I watched the 1980s movie, Wall Street, recently. I had forgotten that Gordon Gekko's infamous Greed Speech appealed to evolution. For those who have not seen the movie, Gekko is the villain. He is a predator, a corporate raider and modern day robber barren. He is greedy, cruel, and willing to sell his own mother to make a dollar. He uses money to seduce the hero, Bud Fox (played by Charlie Sheen), into white collar crime. It is a gripping movie with a good message (greed is bad and can lead to all sorts of wrong behavior), although the language and one or two scenes are not appropriate.

Anyway, here is an excerpt from the Greed Speech (which is great - Douglas is really at the top of his game here). The speech is at the shareholder meeting of a corporation he is trying to take over. He chastises the inefficient board of directors.



> The new law of evolution in corporate America seems to be survival of the unfittest. Well, in my book you either do it right or you get eliminated.
> 
> In the last seven deals that I've been involved with, there were 2.5 million stockholders who have made a pretax profit of 12 billion dollars. Thank you.
> I am not a destroyer of companies. I am a liberator of them!
> ...


Anyway, I thought it was interesting how Oliver Stone and the screenwriter could so effectively (from a rhetorical perspective) use evolution to justify selfish and savage conduct (which the movie depicts Gekko's corporate raids to be). It conjures up (to me at least) images of the weak and helpless dying in favor of the strong. And it is time for the weak Teldar board to fall under the stronger Gekko - to be eliminated (Gekko's predatory gaze at the board when he says the "eliminate" line is priceless). 

What is interesting to me is how naturally evolution fits into a Gekko outlook on life.

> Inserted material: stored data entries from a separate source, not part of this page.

// Copyright (c) 2025 SOLARE S.R.O.
//
// This file is part of SpotION.
//
// Licensed under the Creative Commons Attribution-NonCommercial-NoDerivatives 4.0 International
// (CC BY-NC-ND 4.0). You may use and share this file for non-commercial purposes only and you may not
// create derivatives. See <https://creativecommons.org/licenses/by-nc-nd/4.0/>.
//
// This software is provided "AS IS", without warranty of any kind.
//
// For commercial licensing, please contact: info@solare.cz

//! Price cache storage backends
//!
//! The price store works against a raw per-date content interface so the
//! file layout stays in one place and tests can run fully in memory.

use std::collections::HashMap;
use std::fs;
use std::io::Write;
use std::path::PathBuf;

use chrono::{Datelike, NaiveDate};
use parking_lot::Mutex;
use thiserror::Error;
use tracing::debug;

/// Extension used by cached price files
pub const PRICE_FILE_EXTENSION: &str = "prc";

#[derive(Debug, Error)]
pub enum StorageError {
    #[error("price storage I/O failed: {0}")]
    Io(#[from] std::io::Error),
}

/// Backend holding raw price file content keyed by date
pub trait PriceStorage: Send + Sync {
    /// Stored content for a date, `None` when the day has no file
    fn read(&self, date: NaiveDate) -> Result<Option<String>, StorageError>;

    /// Append content to the date's file, creating the file when absent
    fn append(&self, date: NaiveDate, content: &str) -> Result<(), StorageError>;

    /// Remove the date's file; removing an absent file is not an error
    fn delete(&self, date: NaiveDate) -> Result<(), StorageError>;

    /// Drop every stored day that is not in `keep`
    fn retain(&self, keep: &[NaiveDate]) -> Result<(), StorageError>;
}

/// Price files on disk, one `YYYY_MM_DD.prc` file per date
///
/// The directory must exist; writes into a missing directory fail and the
/// caller decides how to recover.
pub struct FsPriceStorage {
    dir: PathBuf,
}

impl FsPriceStorage {
    pub fn new(dir: impl Into<PathBuf>) -> Self {
        Self { dir: dir.into() }
    }

    fn path_for(&self, date: NaiveDate) -> PathBuf {
        self.dir.join(file_name(date))
    }
}

fn file_name(date: NaiveDate) -> String {
    format!(
        "{:04}_{:02}_{:02}.{}",
        date.year(),
        date.month(),
        date.day(),
        PRICE_FILE_EXTENSION
    )
}

impl PriceStorage for FsPriceStorage {
    fn read(&self, date: NaiveDate) -> Result<Option<String>, StorageError> {
        match fs::read_to_string(self.path_for(date)) {
            Ok(content) => Ok(Some(content)),
            Err(e) if e.kind() == std::io::ErrorKind::NotFound => Ok(None),
            Err(e) => Err(e.into()),
        }
    }

    fn append(&self, date: NaiveDate, content: &str) -> Result<(), StorageError> {
        let mut file = fs::OpenOptions::new()
            .create(true)
            .append(true)
            .open(self.path_for(date))?;
        file.write_all(content.as_bytes())?;
        Ok(())
    }

    fn delete(&self, date: NaiveDate) -> Result<(), StorageError> {
        match fs::remove_file(self.path_for(date)) {
            Ok(()) => Ok(()),
            Err(e) if e.kind() == std::io::ErrorKind::NotFound => Ok(()),
            Err(e) => Err(e.into()),
        }
    }

    fn retain(&self, keep: &[NaiveDate]) -> Result<(), StorageError> {
        let keep_names: Vec<String> = keep.iter().map(|d| file_name(*d)).collect();
        let entries = match fs::read_dir(&self.dir) {
            Ok(entries) => entries,
            Err(e) if e.kind() == std::io::ErrorKind::NotFound => return Ok(()),
            Err(e) => return Err(e.into()),
        };
        for entry in entries {
            let entry = entry?;
            let name = entry.file_name().to_string_lossy().into_owned();
            let is_price_file = name.ends_with(&format!(".{PRICE_FILE_EXTENSION}"));
            if is_price_file && !keep_names.iter().any(|k| k == &name) {
                debug!("🗑️ Removing stale price file {}", name);
                fs::remove_file(entry.path())?;
            }
        }
        Ok(())
    }
}

/// In-memory backend for tests and dry runs
#[derive(Default)]
pub struct MemoryPriceStorage {
    days: Mutex<HashMap<NaiveDate, String>>,
}

impl MemoryPriceStorage {
    pub fn new() -> Self {
        Self::default()
    }

    /// Dates currently holding content, in no particular order
    pub fn stored_dates(&self) -> Vec<NaiveDate> {
        self.days.lock().keys().copied().collect()
    }
}

impl PriceStorage for MemoryPriceStorage {
    fn read(&self, date: NaiveDate) -> Result<Option<String>, StorageError> {
        Ok(self.days.lock().get(&date).cloned())
    }

    fn append(&self, date: NaiveDate, content: &str) -> Result<(), StorageError> {
        self.days.lock().entry(date).or_default().push_str(content);
        Ok(())
    }

    fn delete(&self, date: NaiveDate) -> Result<(), StorageError> {
        self.days.lock().remove(&date);
        Ok(())
    }

    fn retain(&self, keep: &[NaiveDate]) -> Result<(), StorageError> {
        self.days.lock().retain(|date, _| keep.contains(date));
        Ok(())
    }
}
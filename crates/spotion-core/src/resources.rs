// Copyright (c) 2025 SOLARE S.R.O.
//
// This file is part of SpotION.
//
// Licensed under the Creative Commons Attribution-NonCommercial-NoDerivatives 4.0 International
// (CC BY-NC-ND 4.0). You may use and share this file for non-commercial purposes only and you may not
// create derivatives. See <https://creativecommons.org/licenses/by-nc-nd/4.0/>.
//
// This software is provided "AS IS", without warranty of any kind.
//
// For commercial licensing, please contact: info@solare.cz

//! Shared ECS resources
//!
//! The embedding binary builds these from its configuration and inserts
//! them before the core plugin's systems start running.

use std::collections::HashMap;
use std::path::PathBuf;
use std::sync::Arc;

use bevy_ecs::prelude::*;
use serde::{Deserialize, Serialize};

use crate::persist::StateStore;
use crate::price_store::PriceStore;
use crate::traits::{DeviceSink, PriceProvider};

/// Engine configuration: paths, sync timing and schedule instances
#[derive(Resource, Debug, Clone, Serialize, Deserialize)]
pub struct SchedulerConfig {
    /// Directory holding the cached price files
    #[serde(default = "default_price_dir")]
    pub price_dir: PathBuf,
    /// Directory holding persisted schedule state
    #[serde(default = "default_state_dir")]
    pub state_dir: PathBuf,
    /// Seconds between price cache checks
    #[serde(default = "default_poll_interval_secs")]
    pub poll_interval_secs: u64,
    /// Minimum seconds between provider fetch attempts
    #[serde(default = "default_fetch_spacing_secs")]
    pub fetch_spacing_secs: u64,
    /// Local hour after which tomorrow's prices may be published
    #[serde(default = "default_publish_hour")]
    pub publish_hour: u32,
    #[serde(default = "default_publish_minute")]
    pub publish_minute: u32,
    #[serde(default)]
    pub periodic_schedules: Vec<PeriodicScheduleSetup>,
    #[serde(default)]
    pub fixed_schedules: Vec<FixedScheduleSetup>,
}

fn default_price_dir() -> PathBuf {
    PathBuf::from("data/price_lists")
}

fn default_state_dir() -> PathBuf {
    PathBuf::from("data/state")
}

fn default_poll_interval_secs() -> u64 {
    10
}

fn default_fetch_spacing_secs() -> u64 {
    900
}

fn default_publish_hour() -> u32 {
    15
}

fn default_publish_minute() -> u32 {
    55
}

impl Default for SchedulerConfig {
    fn default() -> Self {
        Self {
            price_dir: default_price_dir(),
            state_dir: default_state_dir(),
            poll_interval_secs: default_poll_interval_secs(),
            fetch_spacing_secs: default_fetch_spacing_secs(),
            publish_hour: default_publish_hour(),
            publish_minute: default_publish_minute(),
            periodic_schedules: Vec::new(),
            fixed_schedules: Vec::new(),
        }
    }
}

/// One configured periodic schedule
#[derive(Debug, Clone, Serialize, Deserialize)]
pub struct PeriodicScheduleSetup {
    pub name: String,
    /// Device sinks to drive, by registry name
    #[serde(default)]
    pub devices: Vec<String>,
    /// Attach a daily price-driven planner
    #[serde(default)]
    pub auto_plan: Option<AutoPlanSetup>,
}

/// Initial planner tuning for a periodic schedule
#[derive(Debug, Clone, Serialize, Deserialize)]
pub struct AutoPlanSetup {
    #[serde(default = "default_window_size")]
    pub window_size: usize,
    #[serde(default = "default_max_total_cost")]
    pub max_total_cost: f32,
    #[serde(default = "default_max_slots")]
    pub max_slots: usize,
    #[serde(default = "default_min_slots")]
    pub min_slots: usize,
    #[serde(default = "default_calc_hour")]
    pub calc_hour: u32,
    #[serde(default = "default_calc_minute")]
    pub calc_minute: u32,
    #[serde(default = "default_enabled")]
    pub enabled: bool,
}

fn default_window_size() -> usize {
    24
}

fn default_max_total_cost() -> f32 {
    300.0
}

fn default_max_slots() -> usize {
    20
}

fn default_min_slots() -> usize {
    8
}

fn default_calc_hour() -> u32 {
    16
}

fn default_calc_minute() -> u32 {
    50
}

fn default_enabled() -> bool {
    true
}

impl Default for AutoPlanSetup {
    fn default() -> Self {
        Self {
            window_size: default_window_size(),
            max_total_cost: default_max_total_cost(),
            max_slots: default_max_slots(),
            min_slots: default_min_slots(),
            calc_hour: default_calc_hour(),
            calc_minute: default_calc_minute(),
            enabled: default_enabled(),
        }
    }
}

/// One configured fixed-time schedule
#[derive(Debug, Clone, Serialize, Deserialize)]
pub struct FixedScheduleSetup {
    pub name: String,
    #[serde(default)]
    pub devices: Vec<String>,
    #[serde(default = "default_hour_on")]
    pub hour_on: u32,
    #[serde(default = "default_minute_on")]
    pub minute_on: u32,
    #[serde(default = "default_duration_minutes")]
    pub duration_minutes: u32,
    #[serde(default = "default_enabled")]
    pub repeat_daily: bool,
    #[serde(default)]
    pub enabled: bool,
}

fn default_hour_on() -> u32 {
    6
}

fn default_minute_on() -> u32 {
    45
}

fn default_duration_minutes() -> u32 {
    15
}

impl Default for FixedScheduleSetup {
    fn default() -> Self {
        Self {
            name: String::new(),
            devices: Vec::new(),
            hour_on: default_hour_on(),
            minute_on: default_minute_on(),
            duration_minutes: default_duration_minutes(),
            repeat_daily: default_enabled(),
            enabled: false,
        }
    }
}

/// Shared price table cache
#[derive(Resource, Clone)]
pub struct PriceStoreResource(pub PriceStore);

/// Shared schedule state persistence
#[derive(Resource, Clone)]
pub struct StateStoreResource(pub StateStore);

/// The configured day-ahead price source
#[derive(Resource, Clone)]
pub struct PriceProviderResource(pub Arc<dyn PriceProvider>);

/// Device sinks by name, as wired up at startup
#[derive(Resource, Default)]
pub struct DeviceSinkRegistry {
    sinks: HashMap<String, Arc<dyn DeviceSink>>,
}

impl DeviceSinkRegistry {
    pub fn insert(&mut self, sink: Arc<dyn DeviceSink>) {
        self.sinks.insert(sink.name().to_string(), sink);
    }

    pub fn get(&self, name: &str) -> Option<Arc<dyn DeviceSink>> {
        self.sinks.get(name).cloned()
    }

    pub fn len(&self) -> usize {
        self.sinks.len()
    }

    pub fn is_empty(&self) -> bool {
        self.sinks.is_empty()
    }
}
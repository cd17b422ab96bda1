// Copyright (c) 2025 SOLARE S.R.O.
//
// This file is part of SpotION.
//
// Licensed under the Creative Commons Attribution-NonCommercial-NoDerivatives 4.0 International
// (CC BY-NC-ND 4.0). You may use and share this file for non-commercial purposes only and you may not
// create derivatives. See <https://creativecommons.org/licenses/by-nc-nd/4.0/>.
//
// This software is provided "AS IS", without warranty of any kind.
//
// For commercial licensing, please contact: info@solare.cz

//! HTTP day-ahead price provider
//!
//! Fetches one nominal provider day of quarter-hour prices from a plain
//! JSON endpoint. The market publishes tomorrow's list in the afternoon;
//! until then the endpoint answers 404 or fills the list with its
//! "not published" sentinel, both of which surface as
//! [`ProviderError::NotYetPublished`] so the caller retries later.

use std::time::Duration;

use anyhow::Context;
use async_trait::async_trait;
use chrono::NaiveDate;
use serde::Deserialize;
use tracing::{debug, info};

use spotion_core::traits::{PriceProvider, ProviderDayPrices, ProviderError};
use spotion_types::PERIODS_PER_DAY;

const DEFAULT_TIMEOUT: Duration = Duration::from_secs(30);

/// Wire form of the day-ahead document
///
/// Prices are nullable because JSON has no infinity literal: upstreams
/// that mark unpublished entries with non-finite floats end up encoding
/// them as `null`.
#[derive(Debug, Deserialize)]
struct DayAheadPayload {
    date: NaiveDate,
    prices: Vec<Option<f64>>,
}

/// Day-ahead price provider backed by an HTTP endpoint
///
/// Expects `GET <base_url>/day-ahead` to return
/// `{"date": "YYYY-MM-DD", "prices": [...]}` with one price per
/// quarter-hour period of the provider's nominal day.
pub struct HttpPriceProvider {
    client: reqwest::Client,
    base_url: String,
}

impl HttpPriceProvider {
    /// Create a provider against the given endpoint base URL
    pub fn new(base_url: impl Into<String>) -> anyhow::Result<Self> {
        Self::with_timeout(base_url, DEFAULT_TIMEOUT)
    }

    /// Create a provider with an explicit request timeout
    pub fn with_timeout(base_url: impl Into<String>, timeout: Duration) -> anyhow::Result<Self> {
        let client = reqwest::Client::builder()
            .timeout(timeout)
            .build()
            .context("Failed to build HTTP client for price provider")?;
        Ok(Self {
            client,
            base_url: base_url.into(),
        })
    }

    fn day_ahead_url(&self) -> String {
        format!("{}/day-ahead", self.base_url.trim_end_matches('/'))
    }
}

#[async_trait]
impl PriceProvider for HttpPriceProvider {
    async fn fetch_day_ahead(&self) -> Result<ProviderDayPrices, ProviderError> {
        let url = self.day_ahead_url();
        debug!("💰 [PROVIDER] Requesting day-ahead prices: {}", url);

        let response = self
            .client
            .get(&url)
            .send()
            .await
            .with_context(|| format!("Failed to reach price endpoint: {url}"))?;

        // The endpoint answers 404 until the market publishes the day
        if response.status() == reqwest::StatusCode::NOT_FOUND {
            debug!("💰 [PROVIDER] Endpoint has no day-ahead list yet (404)");
            return Err(ProviderError::NotYetPublished);
        }
        if !response.status().is_success() {
            return Err(ProviderError::Other(anyhow::anyhow!(
                "price endpoint returned HTTP {}",
                response.status()
            )));
        }

        let payload: DayAheadPayload = response
            .json()
            .await
            .context("Failed to decode day-ahead payload")?;

        let mut prices = Vec::with_capacity(payload.prices.len());
        for value in &payload.prices {
            match value {
                Some(v) if v.is_finite() => prices.push(*v as f32),
                // Sentinel entry: the list exists but is not published yet
                _ => {
                    debug!(
                        "💰 [PROVIDER] Day-ahead list for {} still carries the unpublished sentinel",
                        payload.date
                    );
                    return Err(ProviderError::NotYetPublished);
                }
            }
        }

        if prices.len() != PERIODS_PER_DAY {
            return Err(ProviderError::Malformed(format!(
                "expected {} prices, got {}",
                PERIODS_PER_DAY,
                prices.len()
            )));
        }

        info!(
            "✅ [PROVIDER] Fetched {} day-ahead prices for {}",
            prices.len(),
            payload.date
        );

        Ok(ProviderDayPrices {
            date: payload.date,
            prices,
        })
    }

    fn name(&self) -> &str {
        "DayAheadHttp"
    }
}
// Copyright (c) 2025 SOLARE S.R.O.
//
// This file is part of SpotION.
//
// Licensed under the Creative Commons Attribution-NonCommercial-NoDerivatives 4.0 International
// (CC BY-NC-ND 4.0). You may use and share this file for non-commercial purposes only and you may not
// create derivatives. See <https://creativecommons.org/licenses/by-nc-nd/4.0/>.
//
// This software is provided "AS IS", without warranty of any kind.
//
// For commercial licensing, please contact: info@solare.cz

//! Fixed-time on/off schedule
//!
//! Switches its devices on at a configured wall-clock time and back off
//! after a configured run time, counted in whole elapsed minutes on the
//! monotonic clock.

use std::sync::Arc;
use std::time::Instant;

use bevy_ecs::prelude::*;
use chrono::{NaiveDate, NaiveTime};
use serde::{Deserialize, Serialize};
use tracing::{error, info, warn};

use super::{DailyTrigger, SettingsError};
use crate::persist::StateStore;
use crate::resources::FixedScheduleSetup;
use crate::traits::DeviceSink;

const MINUTES_PER_DAY: u32 = 24 * 60;

/// Persisted snapshot of a fixed schedule
#[derive(Debug, Clone, Serialize, Deserialize)]
pub struct FixedScheduleState {
    pub hour_on: u32,
    pub minute_on: u32,
    pub duration_minutes: u32,
    pub repeat_daily: bool,
    pub enabled: bool,
    pub command: bool,
}

/// What one tick changed
#[derive(Debug, Default, PartialEq)]
pub struct FixedTick {
    pub turned_on: bool,
    pub turned_off: bool,
}

/// Clock-triggered schedule with a fixed run time
#[derive(Component)]
pub struct FixedSchedule {
    name: String,
    hour_on: u32,
    minute_on: u32,
    duration_minutes: u32,
    repeat_daily: bool,
    enabled: bool,
    command: bool,
    trigger: DailyTrigger,
    turned_on_at: Option<Instant>,
    devices: Vec<Arc<dyn DeviceSink>>,
}

impl FixedSchedule {
    pub fn new(name: impl Into<String>) -> Self {
        Self {
            name: name.into(),
            hour_on: 6,
            minute_on: 45,
            duration_minutes: 15,
            repeat_daily: true,
            enabled: false,
            command: false,
            trigger: DailyTrigger::new(NaiveTime::default()),
            turned_on_at: None,
            devices: Vec::new(),
        }
    }

    /// Build a schedule from configuration, letting saved state win
    /// over the configured values after a restart
    pub fn from_setup(
        setup: &FixedScheduleSetup,
        store: &StateStore,
        today: NaiveDate,
        now: NaiveTime,
    ) -> Self {
        let mut schedule = Self::new(&setup.name);
        schedule.hour_on = setup.hour_on.min(23);
        schedule.minute_on = setup.minute_on.min(59);
        schedule.duration_minutes = setup.duration_minutes.clamp(1, MINUTES_PER_DAY - 1);
        schedule.repeat_daily = setup.repeat_daily;
        schedule.enabled = setup.enabled;

        if let Some(state) = store.load::<FixedScheduleState>(&schedule.name) {
            schedule.hour_on = state.hour_on;
            schedule.minute_on = state.minute_on;
            schedule.duration_minutes = state.duration_minutes;
            schedule.repeat_daily = state.repeat_daily;
            schedule.enabled = state.enabled;
            schedule.command = state.command;
        }
        if schedule.enabled {
            schedule.arm(today, now);
        }
        schedule
    }

    pub fn name(&self) -> &str {
        &self.name
    }

    pub fn is_enabled(&self) -> bool {
        self.enabled
    }

    /// Current on/off command
    pub fn command(&self) -> bool {
        self.command
    }

    /// Attach a device sink; it starts receiving commands next tick
    pub fn add_device(&mut self, device: Arc<dyn DeviceSink>) {
        info!("🔌 Device {} attached to schedule {}", device.name(), self.name);
        self.devices.push(device);
    }

    fn trigger_time(&self) -> NaiveTime {
        NaiveTime::from_hms_opt(self.hour_on, self.minute_on, 0).unwrap_or_default()
    }

    fn arm(&mut self, today: NaiveDate, now: NaiveTime) {
        self.trigger.set_time(self.trigger_time(), today, now);
    }

    /// Update the switch-on time and run time
    ///
    /// Each field is validated on its own: valid fields apply, the
    /// first invalid one is reported and its previous value kept.
    pub fn set_settings(
        &mut self,
        store: &StateStore,
        today: NaiveDate,
        now: NaiveTime,
        hour_on: u32,
        minute_on: u32,
        duration_minutes: u32,
    ) -> Result<(), SettingsError> {
        let mut first_error = None;

        if hour_on <= 23 {
            self.hour_on = hour_on;
        } else {
            warn!("⚠️ {}: hour {} rejected", self.name, hour_on);
            first_error.get_or_insert(SettingsError::InvalidHour(hour_on));
        }
        if minute_on <= 59 {
            self.minute_on = minute_on;
        } else {
            warn!("⚠️ {}: minute {} rejected", self.name, minute_on);
            first_error.get_or_insert(SettingsError::InvalidMinute(minute_on));
        }
        if duration_minutes >= 1 && duration_minutes < MINUTES_PER_DAY {
            self.duration_minutes = duration_minutes;
        } else {
            warn!("⚠️ {}: run time {} min rejected", self.name, duration_minutes);
            first_error.get_or_insert(SettingsError::InvalidDuration(duration_minutes));
        }

        if self.enabled {
            self.arm(today, now);
        }
        self.persist(store);
        match first_error {
            None => Ok(()),
            Some(e) => Err(e),
        }
    }

    pub fn set_repeat_daily(&mut self, store: &StateStore, repeat: bool) {
        self.repeat_daily = repeat;
        self.persist(store);
    }

    /// Arm the daily trigger; when today's switch-on time has already
    /// passed, the first run happens tomorrow
    pub fn enable(&mut self, store: &StateStore, today: NaiveDate, now: NaiveTime) {
        self.enabled = true;
        self.arm(today, now);
        self.persist(store);
        info!(
            "⏰ {} armed for {:02}:{:02}, {} minutes",
            self.name, self.hour_on, self.minute_on, self.duration_minutes
        );
    }

    pub fn disable(&mut self, store: &StateStore) {
        self.enabled = false;
        self.persist(store);
    }

    fn persist(&self, store: &StateStore) {
        let state = FixedScheduleState {
            hour_on: self.hour_on,
            minute_on: self.minute_on,
            duration_minutes: self.duration_minutes,
            repeat_daily: self.repeat_daily,
            enabled: self.enabled,
            command: self.command,
        };
        if let Err(e) = store.save(&self.name, &state) {
            error!("❌ Failed to save schedule {}: {:#}", self.name, e);
        }
    }

    fn run_time_expired(&self, mono_now: Instant) -> bool {
        match self.turned_on_at {
            Some(started) => {
                let minutes = mono_now.duration_since(started).as_secs() / 60;
                minutes >= u64::from(self.duration_minutes)
            }
            // Restored mid-run; the elapsed time is unknown
            None => true,
        }
    }

    /// Fire the trigger when due, end the run when its time is up, and
    /// push the current command to every associated device
    pub fn tick(
        &mut self,
        store: &StateStore,
        today: NaiveDate,
        now: NaiveTime,
        mono_now: Instant,
    ) -> FixedTick {
        let mut outcome = FixedTick::default();

        if self.enabled && self.trigger.should_fire(today, now) {
            self.command = true;
            self.turned_on_at = Some(mono_now);
            outcome.turned_on = true;
            info!(
                "🔛 {} switching on for {} minutes",
                self.name, self.duration_minutes
            );
            if !self.repeat_daily {
                // One-shot run, the schedule stands down afterwards
                self.enabled = false;
            }
            self.persist(store);
        }

        if self.command && !outcome.turned_on && self.run_time_expired(mono_now) {
            self.command = false;
            self.turned_on_at = None;
            outcome.turned_off = true;
            info!("⏱️ {} run time over, switching off", self.name);
            self.persist(store);
        }

        for device in &self.devices {
            device.set_auto_run(self.command);
        }
        outcome
    }
}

[Edited on 3-14-2006 by Scott]


----------



## Puritanhead (Mar 14, 2006)

Well, I do believe there is _rationale self-interest_ in economics, but we shouldn't make that the sum of our ethics-- and subordinate everything to that end.

I used to play a game called _Wall Street Raider_, which has been around for years from DOS days to Windows... one of my computer opponents would be called Gordon Gekko incidentally. I found the game to be quite amusing and entertaining, though it might bore some people. On rare occasions, I would go from starting with a $100 million fortune to having estate in excess of $1 trillion dollars in thirty years. I would own whole industries. Though, in my acquisitiveness when I look back on the ethics involved. I would bribe for contracts. I would take short-cuts to save money in decisions. My aerospace company would sell defective computers for space shuttle missions for example. My biotech company would make some pretty potent concotions for the military. Some of my large companies would initiate frivilous lawsuits against small competitors and literally bankrupt them as they try to defend against those suits. No need to put 2 and 2 together, and realize what happened sometimes. I was often buying companies, gutting them, and selling their assets-- and getting a hold another one in that same sector to dominate the market. Other times, when given the option, I would do dirty tricks to boost the bottom line. It might not cost me anything except occasion Anti-Trust fines and imaginary lawsuits.

I once took the whole economy on a ride-- where I basically had a foot in every major sector of the economy with giant holding companies. When I controlled such large wealth I could manipulate the market-- inflate stock prices, corner the bond market. I would buy up large enough share in competiting corporations to shape company policy, and then I would take and load those corporations up with debt, and dump them on the market and virtually guarantee their long-term failure, diminished market share or restructuring-- only to gain an edge by controlling another well-managed company in that same sector which takes the lead in market share. The U.S. Government couldn't pay its bills without my holding companies giving them funds through the bond market. I would float massive hundred-billion dollar loans in my holding companies, buy up the bonds cheap, and sell high-- moreover, the government would have plenty for lucrative defense contracts. And who controlled the defense sector? Yours truly. Eventually-- all of the borrowing ended with a massive hyperinflation and economic collapse throughout the nation. I hedged myself to go sailing upwards while everyone was losing everything. Sometimes, I cannot help but to think it was attributable to me. I controlled the banks-- so high interest rates didn't bother me. Oh well, I could live with 48% income taxes... could the rest of the smucks out there??!?
:bigsmile:

In the end, the billionaire mogul is just a mortal who came into the world with nothing and that's how he will leave it. Of course, all of this is in the virtual world of a PC game. I think it's better for me not to have such enormous wealth-- it corrupts the _best of men_-- it's preferable to have spiritual treasures. Everytime I premised a new game-- on sound business practices-- I would always stir away from that. I do the same thing with Civilization type games as I start world wars and raze the ground of my enemies on my imperial conquests of grandeur.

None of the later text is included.